Poor Democrats. Everybody seems to take their things, whether it is through Russian hacking or James Comey. Now, they are claiming that the Supreme Court seat for which the distinguished jurist Judge Neil Gorsuch has been nominatd was stolen from them. But the Wall Street Journal explains this morning why the myth of the stolen seat is just that–a myth. The Wall Street Journal observes:

The “theft” is supposedly the GOP Senate’s refusal last year to vote on President Obama’s nomination of Merrick Garland to fill Antonin Scalia’s seat. But the standard of not confirming a Supreme Court nominee in the final year of a Presidency was set by . . . Democrats.
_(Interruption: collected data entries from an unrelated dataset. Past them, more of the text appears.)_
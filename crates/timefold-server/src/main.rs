//! Host binary for TimeFold.
//!
//! Simulates a game server for the time keepers: a set of loaded worlds
//! whose clocks advance by one each host tick, a tick scheduler, and an
//! operator console on stdin.
//!
//! # Startup Sequence
//!
//! 1. Load host configuration from `timefold-host.yaml`
//! 2. Initialize structured logging (tracing)
//! 3. Load fold settings, load worlds, start time keepers
//! 4. Run the tick loop until `stop` or Ctrl-C
//! 5. Stop every time keeper

mod config;
mod console;
mod error;
mod host;

use std::path::Path;
use std::time::Duration;

use tokio::io::{AsyncBufReadExt, AsyncWriteExt, BufReader};
use tracing::{debug, info};
use tracing_subscriber::EnvFilter;

use crate::config::{HOST_CONFIG_PATH, HostConfig};
use crate::error::HostError;
use crate::host::Host;

/// Application entry point for the host.
///
/// # Errors
///
/// Returns an error if the host config cannot be loaded, or if the console
/// or the interrupt handler fails.
#[tokio::main]
async fn main() -> Result<(), HostError> {
    // 1. Load configuration. Logging is not up yet; its level comes from here.
    let config = HostConfig::load(Path::new(HOST_CONFIG_PATH))?;

    // 2. Initialize structured logging.
    tracing_subscriber::fmt()
        .with_env_filter(
            EnvFilter::try_from_default_env()
                .unwrap_or_else(|_| EnvFilter::new(&config.log_level)),
        )
        .with_target(true)
        .init();

    info!(
        tick_interval_ms = config.tick_interval_ms,
        settings_path = %config.settings_path.display(),
        worlds = config.worlds.len(),
        "timefold-server starting"
    );

    // 3. Worlds and keepers.
    let mut host = Host::start(&config);
    info!(
        worlds = host.clock().len(),
        folded = host.registry().len(),
        "Worlds loaded, entering tick loop"
    );

    // 4. Tick loop.
    let result = run(&mut host, config.tick_interval_ms).await;

    // 5. Shutdown.
    host.shutdown();
    info!(now = host.scheduler().now(), "timefold-server shutdown complete");
    result
}

/// Drive host ticks and console lines until a stop request or Ctrl-C.
async fn run(host: &mut Host, tick_interval_ms: u64) -> Result<(), HostError> {
    let mut interval = tokio::time::interval(Duration::from_millis(tick_interval_ms.max(1)));
    let mut lines = BufReader::new(tokio::io::stdin()).lines();
    let mut stdout = tokio::io::stdout();
    let mut stdin_open = true;

    let ctrl_c = tokio::signal::ctrl_c();
    tokio::pin!(ctrl_c);

    loop {
        tokio::select! {
            _ = interval.tick() => host.tick(),
            line = lines.next_line(), if stdin_open => {
                let Some(line) = line? else {
                    debug!("Console closed, running until interrupted");
                    stdin_open = false;
                    continue;
                };
                let reply = host.handle_line(&line);
                for text in &reply.lines {
                    stdout.write_all(text.as_bytes()).await?;
                    stdout.write_all(b"\n").await?;
                }
                stdout.flush().await?;
                if reply.stop {
                    return Ok(());
                }
            }
            signal = &mut ctrl_c => {
                signal?;
                info!("Interrupt received");
                return Ok(());
            }
        }
    }
}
And by no less a Beltway monument than the current Senate Minority Leader, Chuck Schumer.

“We should not confirm any Bush nominee to the Supreme Court, except in extraordinary circumstances,” Mr. Schumer declared in a July 2007 speech to the American Constitution Society. Democrats then held the Senate and Mr. Schumer was putting down a marker if someone on the High Court retired. George W. Bush didn’t get another opening, but Mr. Schumer surely meant what he said.

The Democratic theft standard goes back further to Joe Biden’s days as chairman of the Senate Judiciary Committee. In June 1992 in President George H.W. Bush’s final year, Robber Joe opined that the President “should consider following the practice of a majority of his predecessors and not name a nominee until after the November election is completed.”

Naming a new Justice, he said, would ensure that a confirmation “process that is already in doubt in the minds of many will become distrusted by all.” If Mr. Bush made an election-year nomination, Mr. Biden said his committee should consider “not scheduling confirmation hearings on the nomination until after the political campaign season is over.”

Does anyone outside the MSNBC audience think that had the roles been reversed in 2016, and a Democratic Senate faced a Republican Court nominee, Harry Reid would have held a confirmation vote? As John McEnroe liked to shout, “You can’t be serious!”

The Democrats may employ the idea that the seat was stolen as the rationale to filibuster the nomination, which would be a shame. It might lead to the abolition of the filibuster for Supreme Court nominations, which would be just one more deviation from Senate tradition (but perhaps essential if this highly-qualified nominee is to be confirmed).

Republicans did not invoke a filibuster against either of former president Barack Obama's choices (Justices Sotomayor and Kagan) and the only time the Senate has come close to filibustering a nominee was in 2006, when former president George W. Bush nominated Justice Alito. it would be an unfortunate departure from tradition and procedure if the GOP had to nuke the filibuster. If, however, the shoe were on the other foot . . .

Losing vice presidential candidate Tim Kaine promised the same last October. “If these guys think they’re going to stonewall the filling of that vacancy or other vacancies,” Mr. Kaine said, a Democratic majority “will change the Senate rules to uphold the law.”